» Task instructions
Collect every line of the records below that contains the word "retain".

Stored items:
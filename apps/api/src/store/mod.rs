//! Process-wide cache of jobs in front of a [`JobStore`].
//!
//! The backing store is authoritative: every mutator writes through first and
//! then either re-fetches or patches the cached copy. Mutators flip a shared
//! loading flag and record the last failure message. Calls are not queued or
//! isolated from each other, so concurrent mutators race on those flags and
//! the last cache write wins.

pub mod ranking;

use std::future::Future;
use std::sync::Arc;

use serde::Serialize;
use tokio::sync::RwLock;
use tracing::{info, warn};
use uuid::Uuid;

use crate::models::job::{Applicant, ApplicantPatch, Job, JobPatch, NewApplicant, NewJob};
use crate::persistence::{JobStore, StoreError};

#[derive(Debug, Clone, Default)]
struct CacheState {
    jobs: Vec<Job>,
    current_job: Option<Job>,
    is_loading: bool,
    error: Option<String>,
}

/// Snapshot of the cache flags for status reporting.
#[derive(Debug, Clone, PartialEq, Serialize)]
#[serde(rename_all = "camelCase")]
pub struct StoreStatus {
    pub is_loading: bool,
    pub error: Option<String>,
    pub cached_jobs: usize,
    pub current_job_id: Option<Uuid>,
}

pub struct StateStore {
    backend: Arc<dyn JobStore>,
    state: RwLock<CacheState>,
}

impl StateStore {
    pub fn new(backend: Arc<dyn JobStore>) -> Self {
        Self {
            backend,
            state: RwLock::new(CacheState::default()),
        }
    }

    /// Runs one backend operation between the loading/error flag updates.
    /// No cache lock is held while `op` is pending.
    async fn track<T, F>(&self, action: &str, op: F) -> Result<T, StoreError>
    where
        F: Future<Output = Result<T, StoreError>>,
    {
        {
            let mut state = self.state.write().await;
            state.is_loading = true;
            state.error = None;
        }

        let result = op.await;

        let mut state = self.state.write().await;
        state.is_loading = false;
        if let Err(e) = &result {
            warn!("Failed to {action}: {e}");
            state.error = Some(format!("Failed to {action}: {e}"));
        }
        result
    }

    /// Replaces the cached job list with the backing store's, newest first.
    pub async fn fetch_jobs(&self) -> Result<Vec<Job>, StoreError> {
        let jobs = self.track("fetch jobs", self.backend.list_jobs()).await?;
        self.state.write().await.jobs = jobs.clone();
        Ok(jobs)
    }

    /// Loads one job, makes it the current job and upserts it into the list.
    /// `Ok(None)` when the job does not exist, which also drops any cached copy.
    pub async fn fetch_job_by_id(&self, job_id: Uuid) -> Result<Option<Job>, StoreError> {
        self.state.write().await.current_job = None;

        let job = self
            .track(&format!("fetch job {job_id}"), self.backend.get_job(job_id))
            .await?;

        let mut state = self.state.write().await;
        state.current_job = job.clone();
        match &job {
            Some(job) => match state.jobs.iter_mut().find(|j| j.id == job_id) {
                Some(cached) => *cached = job.clone(),
                None => state.jobs.push(job.clone()),
            },
            // removed elsewhere
            None => state.jobs.retain(|j| j.id != job_id),
        }
        Ok(job)
    }

    /// Like [`fetch_job_by_id`](Self::fetch_job_by_id) but absence is an error.
    pub async fn require_job(&self, job_id: Uuid) -> Result<Job, StoreError> {
        self.fetch_job_by_id(job_id)
            .await?
            .ok_or(StoreError::JobNotFound(job_id))
    }

    /// Persists a new job and refreshes the list. Returns the new id.
    pub async fn create_job(&self, job: NewJob) -> Result<Uuid, StoreError> {
        let id = self.track("create job", self.backend.create_job(job)).await?;
        info!("Created job {id}");
        self.fetch_jobs().await?;
        Ok(id)
    }

    /// Persists a patch, then merges it into the cached job and current job.
    pub async fn update_job(&self, job_id: Uuid, patch: JobPatch) -> Result<(), StoreError> {
        self.track(
            &format!("update job {job_id}"),
            self.backend.update_job(job_id, patch.clone()),
        )
        .await?;

        let mut state = self.state.write().await;
        if let Some(cached) = state.jobs.iter_mut().find(|j| j.id == job_id) {
            cached.apply_patch(&patch);
        }
        if let Some(current) = state.current_job.as_mut().filter(|j| j.id == job_id) {
            current.apply_patch(&patch);
        }
        Ok(())
    }

    /// Deletes a job and drops it from the cache.
    pub async fn delete_job(&self, job_id: Uuid) -> Result<(), StoreError> {
        let removed = self
            .track(&format!("delete job {job_id}"), self.backend.delete_job(job_id))
            .await?;

        let mut state = self.state.write().await;
        state.jobs.retain(|j| j.id != job_id);
        if state.current_job.as_ref().is_some_and(|j| j.id == job_id) {
            state.current_job = None;
        }
        if !removed {
            return Err(StoreError::JobNotFound(job_id));
        }
        info!("Deleted job {job_id}");
        Ok(())
    }

    /// Persists an applicant and refreshes the owning job. Returns the applicant id.
    pub async fn add_applicant(
        &self,
        job_id: Uuid,
        applicant: NewApplicant,
    ) -> Result<Uuid, StoreError> {
        let id = self
            .track(
                &format!("add applicant to job {job_id}"),
                self.backend.add_applicant(job_id, applicant),
            )
            .await?;
        info!("Added applicant {id} to job {job_id}");
        self.fetch_job_by_id(job_id).await?;
        Ok(id)
    }

    /// Persists an applicant patch and refreshes the owning job.
    pub async fn update_applicant(
        &self,
        job_id: Uuid,
        applicant_id: Uuid,
        patch: ApplicantPatch,
    ) -> Result<(), StoreError> {
        self.track(
            &format!("update applicant {applicant_id}"),
            self.backend.update_applicant(job_id, applicant_id, patch),
        )
        .await?;
        self.fetch_job_by_id(job_id).await?;
        Ok(())
    }

    pub async fn job_from_cache(&self, job_id: Uuid) -> Option<Job> {
        let state = self.state.read().await;
        state
            .jobs
            .iter()
            .find(|j| j.id == job_id)
            .or_else(|| state.current_job.as_ref().filter(|j| j.id == job_id))
            .cloned()
    }

    pub async fn applicant_from_cache(&self, job_id: Uuid, applicant_id: Uuid) -> Option<Applicant> {
        self.job_from_cache(job_id)
            .await
            .and_then(|job| job.applicant(applicant_id).cloned())
    }

    /// Cached jobs, newest first.
    pub async fn all_jobs_from_cache(&self) -> Vec<Job> {
        let mut jobs = self.state.read().await.jobs.clone();
        jobs.sort_by(|a, b| b.created_at.cmp(&a.created_at));
        jobs
    }

    pub async fn status(&self) -> StoreStatus {
        let state = self.state.read().await;
        StoreStatus {
            is_loading: state.is_loading,
            error: state.error.clone(),
            cached_jobs: state.jobs.len(),
            current_job_id: state.current_job.as_ref().map(|j| j.id),
        }
    }
}

#[cfg(test)]
mod tests {
    use async_trait::async_trait;

    use super::*;
    use crate::models::job::{OverallScore, SoftSkill, Survey};
    use crate::persistence::memory::MemoryJobStore;

    fn new_job(title: &str) -> NewJob {
        NewJob {
            title: title.to_string(),
            description_input: "Own the services that power our hiring product end to end."
                .to_string(),
            generated_listing_text: Some(format!("Job Title: {title}")),
        }
    }

    fn store() -> StateStore {
        StateStore::new(Arc::new(MemoryJobStore::new()))
    }

    struct UnavailableStore;

    #[async_trait]
    impl JobStore for UnavailableStore {
        async fn create_job(&self, _job: NewJob) -> Result<Uuid, StoreError> {
            Err(StoreError::Serialization(
                serde_json::from_str::<()>("down").unwrap_err(),
            ))
        }
        async fn list_jobs(&self) -> Result<Vec<Job>, StoreError> {
            Err(StoreError::Serialization(
                serde_json::from_str::<()>("down").unwrap_err(),
            ))
        }
        async fn get_job(&self, _id: Uuid) -> Result<Option<Job>, StoreError> {
            Ok(None)
        }
        async fn update_job(&self, id: Uuid, _patch: JobPatch) -> Result<(), StoreError> {
            Err(StoreError::JobNotFound(id))
        }
        async fn delete_job(&self, _id: Uuid) -> Result<bool, StoreError> {
            Ok(false)
        }
        async fn add_applicant(
            &self,
            job_id: Uuid,
            _applicant: NewApplicant,
        ) -> Result<Uuid, StoreError> {
            Err(StoreError::JobNotFound(job_id))
        }
        async fn update_applicant(
            &self,
            job_id: Uuid,
            _applicant_id: Uuid,
            _patch: ApplicantPatch,
        ) -> Result<(), StoreError> {
            Err(StoreError::JobNotFound(job_id))
        }
    }

    #[tokio::test]
    async fn test_create_job_refreshes_cache() {
        let store = store();
        let first = store.create_job(new_job("First")).await.unwrap();
        let second = store.create_job(new_job("Second")).await.unwrap();

        let cached: Vec<Uuid> = store
            .all_jobs_from_cache()
            .await
            .into_iter()
            .map(|j| j.id)
            .collect();
        assert_eq!(cached, vec![second, first]);

        let status = store.status().await;
        assert!(!status.is_loading);
        assert_eq!(status.error, None);
        assert_eq!(status.cached_jobs, 2);
    }

    #[tokio::test]
    async fn test_update_job_patches_cache_and_current_job() {
        let store = store();
        let id = store.create_job(new_job("Backend Engineer")).await.unwrap();
        store.fetch_job_by_id(id).await.unwrap();

        let survey = Survey {
            questions: vec!["Q1".to_string(), "Q2".to_string()],
            top_skills: vec![SoftSkill::Communication],
        };
        store
            .update_job(
                id,
                JobPatch {
                    survey: Some(survey.clone()),
                    ..JobPatch::default()
                },
            )
            .await
            .unwrap();

        let cached = store.job_from_cache(id).await.unwrap();
        assert_eq!(cached.survey, Some(survey));
        assert_eq!(cached.title, "Backend Engineer");
        assert_eq!(store.status().await.current_job_id, Some(id));
    }

    #[tokio::test]
    async fn test_fetch_missing_job_clears_current_job() {
        let store = store();
        let id = store.create_job(new_job("Backend Engineer")).await.unwrap();
        store.fetch_job_by_id(id).await.unwrap();

        let missing = store.fetch_job_by_id(Uuid::new_v4()).await.unwrap();
        assert!(missing.is_none());
        assert_eq!(store.status().await.current_job_id, None);
    }

    #[tokio::test]
    async fn test_delete_job_drops_it_from_cache() {
        let store = store();
        let id = store.create_job(new_job("Backend Engineer")).await.unwrap();
        store.delete_job(id).await.unwrap();

        assert!(store.job_from_cache(id).await.is_none());
        assert!(store.fetch_job_by_id(id).await.unwrap().is_none());
        assert!(store.fetch_jobs().await.unwrap().is_empty());

        let err = store.delete_job(id).await.unwrap_err();
        assert!(matches!(err, StoreError::JobNotFound(_)));
    }

    #[tokio::test]
    async fn test_applicant_mutations_refetch_the_job() {
        let store = store();
        let job_id = store.create_job(new_job("Backend Engineer")).await.unwrap();
        let applicant_id = store
            .add_applicant(
                job_id,
                NewApplicant {
                    name: "Jane Doe".to_string(),
                    job_id,
                    responses: vec![],
                },
            )
            .await
            .unwrap();

        let cached = store.applicant_from_cache(job_id, applicant_id).await.unwrap();
        assert!(cached.is_pending_analysis());

        store
            .update_applicant(
                job_id,
                applicant_id,
                ApplicantPatch {
                    overall_score_data: Some(OverallScore {
                        summary: "Great".to_string(),
                        overall_score: 92.0,
                    }),
                    ..ApplicantPatch::default()
                },
            )
            .await
            .unwrap();

        let cached = store.applicant_from_cache(job_id, applicant_id).await.unwrap();
        assert_eq!(cached.overall_score(), Some(92.0));
    }

    #[tokio::test]
    async fn test_backend_failure_records_error_and_clears_loading() {
        let store = StateStore::new(Arc::new(UnavailableStore));

        assert!(store.fetch_jobs().await.is_err());
        let status = store.status().await;
        assert!(!status.is_loading);
        assert!(status.error.unwrap().starts_with("Failed to fetch jobs"));

        // a later success clears the recorded error
        assert!(store.fetch_job_by_id(Uuid::new_v4()).await.unwrap().is_none());
        assert_eq!(store.status().await.error, None);
    }

    #[tokio::test]
    async fn test_job_deleted_behind_the_cache_is_dropped_on_fetch() {
        let backend = Arc::new(MemoryJobStore::new());
        let store = StateStore::new(backend.clone());
        let gone = store.create_job(new_job("Removed elsewhere")).await.unwrap();
        let kept = store.create_job(new_job("Still here")).await.unwrap();

        assert!(backend.delete_job(gone).await.unwrap());
        assert!(store.job_from_cache(gone).await.is_some());

        assert!(store.fetch_job_by_id(gone).await.unwrap().is_none());
        assert!(store.job_from_cache(gone).await.is_none());
        let cached: Vec<Uuid> = store
            .all_jobs_from_cache()
            .await
            .into_iter()
            .map(|j| j.id)
            .collect();
        assert_eq!(cached, vec![kept]);
    }
}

» Response below
            None => state.jobs.retain(|j| j.id != job_id),
        state.jobs.retain(|j| j.id != job_id);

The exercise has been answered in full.